Dr. Cauthen is sometimes the overlooked of the triumvirate
of Wallace, Cauthen, and Jones.  Both
Wallace and Jones had longer tenures; Cauthen, being the one in the middle,
sometimes appears somehow less significant.  Wallace was the pre-eminent South Carolina
historian for so long, and his four-volume magnum opus will likely never be
supplanted as a history of the state. 
Dr. Jones also taught at Wofford longer, wrote more, and interacted with
students from the greatest generation through the baby boomers and the early
Generation X students.  That’s a little
unfair to Dr. Cauthen, for he was an eminent scholar and teacher in his own
right, and he influenced the growth and development of a generation of
historians who became influential.  He
was devoted to the college as much as his predecessor and successor as
department chair.  He had strong family
connections to the college, and to the Methodist Church in the state.  Dr.

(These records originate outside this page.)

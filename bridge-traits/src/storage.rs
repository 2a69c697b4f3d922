//! Storage and File System Abstractions
//!
//! Provides the local file system trait used for videos, derived assets and
//! the manifest, plus the remote storage provider trait used to list and
//! download source videos.

use async_trait::async_trait;
use bytes::Bytes;
use chrono::{DateTime, Utc};
use serde::{Deserialize, Serialize};
use std::path::{Path, PathBuf};

use crate::error::Result;

/// Byte stream returned by streaming reads and downloads.
pub type ContentStream = Box<dyn tokio::io::AsyncRead + Send + Unpin>;

/// File metadata information
#[derive(Debug, Clone, PartialEq, Eq)]
pub struct FileMetadata {
    pub size: u64,
    /// Last modification time, with the full precision the platform reports
    pub modified_at: Option<DateTime<Utc>>,
    pub is_directory: bool,
}

/// File system access trait
///
/// Abstracts the local storage the sync engine writes into. Paths are always
/// absolute or relative to the process working directory; the trait does not
/// impose a root.
///
/// # Example
///
/// ```ignore
/// use bridge_traits::storage::FileSystemAccess;
///
/// async fn publish(fs: &dyn FileSystemAccess, data: &[u8]) -> Result<()> {
///     let tmp = Path::new("videos.json.tmp");
///     fs.write_file(tmp, data.to_vec().into()).await?;
///     fs.rename(tmp, Path::new("videos.json")).await
/// }
/// ```
#[async_trait]
pub trait FileSystemAccess: Send + Sync {
    /// Check if a file or directory exists
    async fn exists(&self, path: &Path) -> Result<bool>;

    /// Get metadata for a file or directory
    async fn metadata(&self, path: &Path) -> Result<FileMetadata>;

    /// Create a directory and all parent directories if they don't exist
    async fn create_dir_all(&self, path: &Path) -> Result<()>;

    /// Read entire file contents into memory
    async fn read_file(&self, path: &Path) -> Result<Bytes>;

    /// Write data to a file, creating or truncating it
    async fn write_file(&self, path: &Path, data: Bytes) -> Result<()>;

    /// Delete a file
    async fn delete_file(&self, path: &Path) -> Result<()>;

    /// Rename a file, replacing the destination if it exists
    async fn rename(&self, from: &Path, to: &Path) -> Result<()>;

    /// List all entries in a directory
    async fn list_directory(&self, path: &Path) -> Result<Vec<PathBuf>>;

    /// Open a file for streaming writes, creating or truncating it
    async fn open_write_stream(
        &self,
        path: &Path,
    ) -> Result<Box<dyn tokio::io::AsyncWrite + Send + Unpin>>;

    /// Metadata for `path`, or `None` when nothing exists there
    async fn try_metadata(&self, path: &Path) -> Result<Option<FileMetadata>> {
        match self.metadata(path).await {
            Ok(metadata) => Ok(Some(metadata)),
            Err(e) if e.is_not_found() => Ok(None),
            Err(e) => Err(e),
        }
    }
}

/// A file entry returned by a remote storage provider.
#[derive(Debug, Clone, PartialEq, Eq, Serialize, Deserialize)]
pub struct RemoteFile {
    /// Provider-stable identifier
    pub id: String,
    /// File name, also used as the local file name
    pub name: String,
    pub mime_type: Option<String>,
    /// Size in bytes when the provider reports one
    pub size: Option<u64>,
    pub modified_at: Option<DateTime<Utc>>,
    pub is_folder: bool,
}

impl RemoteFile {
    /// Lower-cased extension of `name`, without the dot.
    pub fn extension(&self) -> Option<String> {
        Path::new(&self.name)
            .extension()
            .and_then(|ext| ext.to_str())
            .map(|ext| ext.to_ascii_lowercase())
    }
}

/// Remote storage provider trait
///
/// Implemented by cloud drive connectors. The sync engine only needs to
/// enumerate one folder and stream file contents.
#[async_trait]
pub trait StorageProvider: Send + Sync {
    /// List the direct children of `folder_id`
    ///
    /// Returns one page of entries plus the token for the next page, or
    /// `None` when the listing is complete.
    async fn list_folder(
        &self,
        folder_id: &str,
        page_token: Option<String>,
    ) -> Result<(Vec<RemoteFile>, Option<String>)>;

    /// Open the content of `file_id` as a byte stream
    async fn download_stream(&self, file_id: &str) -> Result<ContentStream>;
}
//! Time Abstractions
//!
//! Provides an injectable time source so manifest timestamps and cache
//! entries can be pinned in tests, plus the shared log level enum.

use chrono::{DateTime, Utc};
use serde::{Deserialize, Serialize};

/// Time source trait
///
/// # Example
///
/// ```ignore
/// use bridge_traits::time::Clock;
///
/// fn stamp(clock: &dyn Clock) -> String {
///     clock.now().to_rfc3339()
/// }
/// ```
pub trait Clock: Send + Sync {
    /// Get current UTC time
    fn now(&self) -> DateTime<Utc>;

    /// Get current Unix timestamp in seconds
    fn unix_timestamp(&self) -> i64 {
        self.now().timestamp()
    }

    /// Get current Unix timestamp in milliseconds
    fn unix_timestamp_millis(&self) -> i64 {
        self.now().timestamp_millis()
    }
}

/// System clock implementation using actual system time
#[derive(Debug, Clone, Default)]
pub struct SystemClock;

impl Clock for SystemClock {
    fn now(&self) -> DateTime<Utc> {
        Utc::now()
    }
}

/// Log level
#[derive(Debug, Clone, Copy, PartialEq, Eq, PartialOrd, Ord, Serialize, Deserialize)]
pub enum LogLevel {
    Trace,
    Debug,
    Info,
    Warn,
    Error,
}

impl LogLevel {
    pub fn as_str(&self) -> &'static str {
        match self {
            LogLevel::Trace => "trace",
            LogLevel::Debug => "debug",
            LogLevel::Info => "info",
            LogLevel::Warn => "warn",
            LogLevel::Error => "error",
        }
    }
}

#[cfg(test)]
mod tests {
    use super::*;

    #[test]
    fn test_system_clock() {
        let clock = SystemClock;
        let now = clock.now();
        let timestamp = clock.unix_timestamp();

        assert!(timestamp > 0);
        assert!(now.timestamp() <= timestamp);
    }

    #[test]
    fn test_log_level_ordering() {
        assert!(LogLevel::Trace < LogLevel::Error);
        assert_eq!(LogLevel::Warn.as_str(), "warn");
    }
}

A. V. Huff, the former dean at Furman and
a history major in the class of 1959, explained that it had been a great
pleasure for him “in some small way to follow in his footsteps as a student of
South Carolina history.” 

Dr. Cauthen’s son, Dr. Charles E. Cauthen Jr., a 1952
Wofford graduate, compiled a book of his memories of the Cauthen family, of his
time at Wofford, and of being the son of a Wofford faculty member, and a copy
of these is in the archives.  I drew on
them as I wrote this post.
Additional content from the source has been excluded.